2019年5月14日火曜日

アポロが月に行ってない疑惑


 光はモノに当たって光ります。当たるモノが無ければ光は黙って通過します。地球では光が空気に当たって乱反射します。だから、昼間の地球の空は明るいのです。
 ところが月には空気がありません。太陽の光はまるごと月面に届きます。だから、月の空はいつでも真っ黒なのです。月で昼間に空を見上げると、真っ黒な中にギラギラ光る太陽が浮かんでいます。そして太陽のすぐそばを天の川が流れています。空気がなければ、そういうことになります。
 それだけではありません。空気がないと対流も起こりませんから、日なたはジリジリ暑く、日陰はシンシン寒い。日陰の場所が平らなのか穴があいているのか、懐中電灯を当ててみないとわからない。そういうことになります。
 しかも、月はいつも同じ面を地球に向けながら、1ヶ月かけて地球の周りをまわっています。ということは、月では半月間昼が続き、半月間夜が続きます。さて月に住んだ場合、いかにして夜を乗り切るか。 天井は透明なガラスかプラスチックに限ります。そうじゃないと、夜が明けたことに誰も気がつかないでしょう。
 ガガーリン大佐(1961年に世界で初めて宇宙飛行した旧ソ連の宇宙飛行士)は「地球は青かった」と言いました。

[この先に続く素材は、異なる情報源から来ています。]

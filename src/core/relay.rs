//! Relay engine
//!
//! Forwards a user message, together with the conversation's accumulated
//! history, to the upstream chat endpoint and records the reply.
//!
//! A conversation's turn lock is held for the whole append-send-append
//! sequence, so concurrent requests on one conversation id run one after
//! another and each sees the history left by the previous one. History reads
//! do not take the turn lock. The model travels with
//! the request; nothing about it is shared between requests.

use std::sync::Arc;

use crate::conversation::Message;
use crate::providers::{BlackboxClient, ProviderError};

use super::memory::MemoryStore;

/// Errors from the relay engine
#[derive(Debug, thiserror::Error)]
pub enum RelayError {
    #[error("Failed to communicate with Blackbox.ai")]
    Upstream(#[source] ProviderError),

    #[error("Malformed response from Blackbox.ai")]
    MalformedResponse(#[source] ProviderError),
}

impl From<ProviderError> for RelayError {
    fn from(err: ProviderError) -> Self {
        match err {
            ProviderError::MalformedResponse(_) => RelayError::MalformedResponse(err),
            _ => RelayError::Upstream(err),
        }
    }
}

pub struct RelayEngine {
    client: BlackboxClient,
    memory: Arc<MemoryStore>,
}

impl RelayEngine {
    pub fn new(client: BlackboxClient, memory: Arc<MemoryStore>) -> Self {
        Self { client, memory }
    }

    /// Append `text` to the conversation, relay the full history and return
    /// the assistant reply.
    ///
    /// The conversation is created on first use. When the upstream call fails
    /// the user message stays in the history and no assistant entry is added.
    pub async fn send(
        &self,
        conversation_id: &str,
        text: &str,
        model: &str,
    ) -> Result<String, RelayError> {
        let handle = self.memory.get_or_create(conversation_id).await;
        let _turn = handle.begin_turn().await;

        handle.push(Message::user(conversation_id, text)).await;
        let messages = handle.snapshot().await;

        let result = self.client.chat(conversation_id, &messages, model).await;
        // Idle time counts from the end of the turn
        self.memory.touch(conversation_id).await;

        let reply = match result {
            Ok(reply) => reply,
            Err(e) => {
                tracing::error!(
                    conversation_id,
                    model,
                    "Error communicating with Blackbox.ai: {}",
                    e
                );
                return Err(e.into());
            }
        };

        handle.push(Message::assistant(reply.clone())).await;
        tracing::debug!(
            conversation_id,
            model,
            history_len = messages.len() + 1,
            "Relayed message"
        );

        Ok(reply)
    }

    /// Snapshot of a conversation's history
    pub async fn history(&self, conversation_id: &str) -> Option<Vec<Message>> {
        self.memory.history(conversation_id).await
    }

    /// Number of live conversations
    pub async fn conversation_count(&self) -> usize {
        self.memory.len().await
    }
}
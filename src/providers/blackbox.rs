//! Blackbox.ai chat endpoint
//!
//! The endpoint accepts the whole accumulated history on every call and
//! answers with the assistant reply as the response body. No authentication
//! headers are sent.

use std::time::Duration;

use reqwest::Client;
use serde::Serialize;
use serde_json::Value;

use crate::conversation::Message;

use super::ProviderError;

#[derive(Debug, Serialize)]
#[serde(rename_all = "camelCase")]
struct BlackboxRequest<'a> {
    messages: &'a [Message],
    id: &'a str,
    user_selected_model: &'a str,
}

pub struct BlackboxClient {
    client: Client,
    url: String,
}

impl BlackboxClient {
    pub fn new(url: impl Into<String>, timeout: Option<Duration>) -> Result<Self, ProviderError> {
        let mut builder = Client::builder();
        if let Some(timeout) = timeout {
            builder = builder.timeout(timeout);
        }

        Ok(Self {
            client: builder.build()?,
            url: url.into(),
        })
    }

    pub fn url(&self) -> &str {
        &self.url
    }

    /// Post the history and return the assistant reply text
    pub async fn chat(
        &self,
        conversation_id: &str,
        messages: &[Message],
        model: &str,
    ) -> Result<String, ProviderError> {
        let request = BlackboxRequest {
            messages,
            id: conversation_id,
            user_selected_model: model,
        };

        let response = self.client.post(&self.url).json(&request).send().await?;

        if !response.status().is_success() {
            let status = response.status();
            let body = response.text().await.unwrap_or_default();
            return Err(ProviderError::Status { status, body });
        }

        let body = response.text().await?;
        parse_reply(&body)
    }
}

/// Accept any non-blank body as the reply. A JSON string literal is unwrapped,
/// and a JSON object carrying an `error` field is rejected.
fn parse_reply(body: &str) -> Result<String, ProviderError> {
    if body.trim().is_empty() {
        return Err(ProviderError::MalformedResponse("empty body".into()));
    }

    match serde_json::from_str::<Value>(body) {
        Ok(Value::String(text)) if !text.trim().is_empty() => Ok(text),
        Ok(Value::String(_)) => Err(ProviderError::MalformedResponse("empty reply".into())),
        Ok(Value::Object(map)) if map.contains_key("error") => Err(
            ProviderError::MalformedResponse(format!("upstream error body: {}", map["error"])),
        ),
        _ => Ok(body.to_string()),
    }
}
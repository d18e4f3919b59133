//! API routes

use axum::{
    extract::{rejection::QueryRejection, Path, Query, State},
    http::StatusCode,
    response::{IntoResponse, Json, Response},
    routing::get,
    Router,
};
use serde::{Deserialize, Serialize};
use serde_json::json;

use crate::conversation::Message;
use crate::core::RelayError;
use crate::AppState;

#[derive(Debug, Serialize)]
struct HealthResponse {
    status: &'static str,
    version: &'static str,
    conversations: usize,
}

#[derive(Debug, Deserialize)]
#[serde(rename_all = "camelCase")]
pub struct RelayQuery {
    pub text: Option<String>,
    pub conversation_id: Option<String>,
    pub model: Option<String>,
}

#[derive(Debug, Serialize)]
pub struct RelayResponse {
    pub response: String,
}

#[derive(Debug, Serialize)]
#[serde(rename_all = "camelCase")]
pub struct HistoryResponse {
    pub conversation_id: String,
    pub messages: Vec<Message>,
}

/// Errors rendered as `{"error": ...}` bodies
#[derive(Debug, thiserror::Error)]
pub enum ApiError {
    #[error("Text and conversationId are required")]
    MissingFields,

    #[error("{0}")]
    InvalidQuery(String),

    #[error("Conversation not found")]
    ConversationNotFound,

    #[error(transparent)]
    Relay(#[from] RelayError),
}

impl IntoResponse for ApiError {
    fn into_response(self) -> Response {
        let status = match &self {
            ApiError::MissingFields | ApiError::InvalidQuery(_) => StatusCode::BAD_REQUEST,
            ApiError::ConversationNotFound => StatusCode::NOT_FOUND,
            ApiError::Relay(RelayError::Upstream(_)) => StatusCode::INTERNAL_SERVER_ERROR,
            ApiError::Relay(RelayError::MalformedResponse(_)) => StatusCode::BAD_GATEWAY,
        };

        (status, Json(json!({ "error": self.to_string() }))).into_response()
    }
}

async fn health(State(state): State<AppState>) -> Json<HealthResponse> {
    Json(HealthResponse {
        status: "ok",
        version: env!("CARGO_PKG_VERSION"),
        conversations: state.relay_engine.conversation_count().await,
    })
}

async fn relay(
    State(state): State<AppState>,
    query: Result<Query<RelayQuery>, QueryRejection>,
) -> Result<Json<RelayResponse>, ApiError> {
    let Query(query) = query.map_err(|rejection| ApiError::InvalidQuery(rejection.body_text()))?;
    let non_empty = |value: Option<String>| value.filter(|v| !v.is_empty());

    let (Some(text), Some(conversation_id)) =
        (non_empty(query.text), non_empty(query.conversation_id))
    else {
        return Err(ApiError::MissingFields);
    };

    let model = non_empty(query.model).unwrap_or_else(|| state.config.default_model.clone());

    let response = state
        .relay_engine
        .send(&conversation_id, &text, &model)
        .await?;

    Ok(Json(RelayResponse { response }))
}

async fn history(
    State(state): State<AppState>,
    Path(conversation_id): Path<String>,
) -> Result<Json<HistoryResponse>, ApiError> {
    let messages = state
        .relay_engine
        .history(&conversation_id)
        .await
        .ok_or(ApiError::ConversationNotFound)?;

    Ok(Json(HistoryResponse {
        conversation_id,
        messages,
    }))
}

pub fn router() -> Router<AppState> {
    Router::new()
        .route("/health", get(health))
        .route("/api/blackbox", get(relay))
        .route("/api/blackbox/:conversation_id/history", get(history))
}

彼は本当はこう言いたかったのです。「宇宙は黒かった。地球以外はどっちを向いても真っ黒だった」と。

 さて、「アポロは実は月に行っていないのではないか?」という疑惑があります。疑惑の中心は、アポロから届いたという月面での映像にあります。そこにいくつかの矛盾があるというのです。主なものは、
○ 月面に突き立てた星条旗(アメリカ国旗)がゆらめいている。
  → 月には空気がない → 風が吹かない → 地球で撮った疑惑
○ 宇宙船の影と宇宙飛行士の影が、違う方向を向いている。
  → 月での光源は太陽だけ → 影は平行になるはず → 合成写真疑惑
これらを根拠に、ネット上では「アメリカ政府の陰謀説」「NASAとハリウッドの共謀説」などが渦巻いています。映像以外の状況証拠としては、
○ 米ソの宇宙開発競争に後れをとったことで、アメリカは焦っていた。
  → 1961年に旧ソ連が世界で字初めて有人宇宙飛行に成功した。
○ アポロ以降、誰も月に行っていない。
  → 1969~1972年の3年間の間に6回月に到達したというが、
    それで月を調べ尽したわけでもあるまいに。
これらを総合して「アポロは月に行っていない」と考える人が多いのです。その話は、誰かが仕組んだデッチ上げだというわけです。

 ではここで、先ほど挙げた映像に関する疑惑を検証してみましょう。
 まずは、「月ではためく星条旗の疑惑」について。月には空気がありません。だから、風が吹かない。ここまでは正しい。しかし、旗が揺れないわけではありません。
 むしろ、月には空気抵抗が無いから、一度揺れた旗はいつまでも揺れ続ける のです。地球上で振った振り子は空気抵抗のために振れ幅が次第に小さくなってやがて止まりますが、もし空気抵抗が無ければいつまで経っても振れ幅は変わらないし、止まらない。エネルギー保存則です。それと同じで、宇宙飛行士が月面に突き立てたときに星条旗に与えた振動はいつまでも消えないのです。
 よって、映像の中で星条旗が揺れていることはデッチ上げとする根拠にはなりません。むしろ、あのとき星条旗が揺れていたのなら、いま現在でも同じタイミングで月面で揺れ続けていることでしょう。そう考える方が自然です。
 もう1つ「月面であらぬ方向を向く影の疑惑」について。これについては、地面が平らでなければいくらでも起こることです。月には水も空気もないから風化しません。つまり、地形がなだらかになりにくい。しかも空気の揺らぎがないということは、地形がそのまま影になる。そんなこんなを考えると、影があらぬ方向を向ているように写真に写るのは、いかにもありそうなことに思えます。

 私は「アポロが月に行った」とも「行ってない」とも言うつもりはありません。ただ「行ってない」という主張は面白いし、けれどもその証拠をあげるのはなかなか難しいし、仮に映像が偽造だとすると「かなり手の込んだ策略だなぁ」と感心したりもするわけです。